After the effluent leaves the ditches, the total nitrogen concentration is further reduced in a RAS enhanced secondary anoxic zone equipped with low speed mixers. Following this anoxic treatment, the mixed liquor passes through a reaeration zone before entering the secondary clarifiers, then undergoes UV disinfection prior to discharge into Crabtree Creek.

Low Maintenance with PLC

Along with consistent NPDES permit compliance, ease of operation is one of the best features of the BioDenipho system. The plant’s PLC and SCADA systems were configured by Krüger on site after the plant was in operation to ensure that the computer functions were fully coordinated with plant processes.

Low Maintenance with PLC

All North Cary WWTP personnel were involved with the programming of the PLC-based control system and received comprehensive training in the BioDenipho process. Despite the significant increase in plant size, the process has remained manageable because operators no longer have to manually adjust DO levels. Continuous online control of the DO levels allows the plant to maintain optimal DO concentrations. Rotor operation is held to the minimum run time necessary to achieve the desired oxic conditions, saving energy and maintenance costs.

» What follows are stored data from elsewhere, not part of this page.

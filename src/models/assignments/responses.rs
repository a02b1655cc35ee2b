use crate::models::assignments::entities::{Assignment, AssignmentStatus, Submission};
use crate::models::users::entities::UserBrief;
use serde::Serialize;
use std::collections::HashMap;
use ts_rs::TS;

/// 提交详情（学生信息已展开）
#[derive(Debug, Clone, Serialize, TS)]
#[ts(export, export_to = "assignment.ts")]
pub struct SubmissionDetail {
    pub id: i64,
    pub student_id: i64,
    pub student: Option<UserBrief>,
    pub answer: String,
    pub submitted_at: chrono::DateTime<chrono::Utc>,
    pub reviewed: bool,
}

/// 作业详情（教师与提交学生信息已展开）
#[derive(Debug, Clone, Serialize, TS)]
#[ts(export, export_to = "assignment.ts")]
pub struct AssignmentDetail {
    pub id: i64,
    pub title: String,
    pub description: String,
    pub due_date: chrono::DateTime<chrono::Utc>,
    pub status: AssignmentStatus,
    pub teacher_id: i64,
    pub teacher: Option<UserBrief>,
    pub submissions: Vec<SubmissionDetail>,
    pub created_at: chrono::DateTime<chrono::Utc>,
    pub updated_at: chrono::DateTime<chrono::Utc>,
}

#[derive(Debug, Serialize, TS)]
#[ts(export, export_to = "assignment.ts")]
pub struct AssignmentListResponse {
    pub items: Vec<AssignmentDetail>,
}

impl SubmissionDetail {
    pub fn from_submission(submission: Submission, users: &HashMap<i64, UserBrief>) -> Self {
        Self {
            student: users.get(&submission.student_id).cloned(),
            id: submission.id,
            student_id: submission.student_id,
            answer: submission.answer,
            submitted_at: submission.submitted_at,
            reviewed: submission.reviewed,
        }
    }
}

impl AssignmentDetail {
    pub fn from_assignment(assignment: Assignment, users: &HashMap<i64, UserBrief>) -> Self {
        Self {
            teacher: users.get(&assignment.teacher_id).cloned(),
            submissions: assignment
                .submissions
                .into_iter()
                .map(|s| SubmissionDetail::from_submission(s, users))
                .collect(),
            id: assignment.id,
            title: assignment.title,
            description: assignment.description,
            due_date: assignment.due_date,
            status: assignment.status,
            teacher_id: assignment.teacher_id,
            created_at: assignment.created_at,
            updated_at: assignment.updated_at,
        }
    }
}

SCADA: Operations at a Glance

The SCADA system at the North Cary WWTP provides animated displays representing plant operations, making it possible for operators to check on process flows and equipment performance in a matter of seconds. With a standard desktop computer, the viewer can look at an overview of the entire plant or zoom in on a particular component or process.

SCADA: Operations at a Glance

The system stores historical data, allowing personnel to track plant performance and optimize operations. The data can be converted to a specific format for reporting purposes. The SCADA alarm/pager feature can be programmed to notify operators if a process or component needs attention. This is useful during periods of low staffing or unmanned operations.

Designed for Growth

The North Cary WWTP currently processes 6.0 mgd, but the plant is designed and permitted for 10.0 mgd. When construction work restricted operations at the South Cary WWTP, the North plant assumed an extra 1.0 mgd to reduce the South plant’s load. The town of Morrisville, four miles from Cary, had been subject to a building moratorium due to inadequate wastewater treatment facilities until assisted by the North Cary WWTP. By treating an additional 350,000 gallons per day, North Cary makes it possible for Morrisville to support new construction and attract new residents.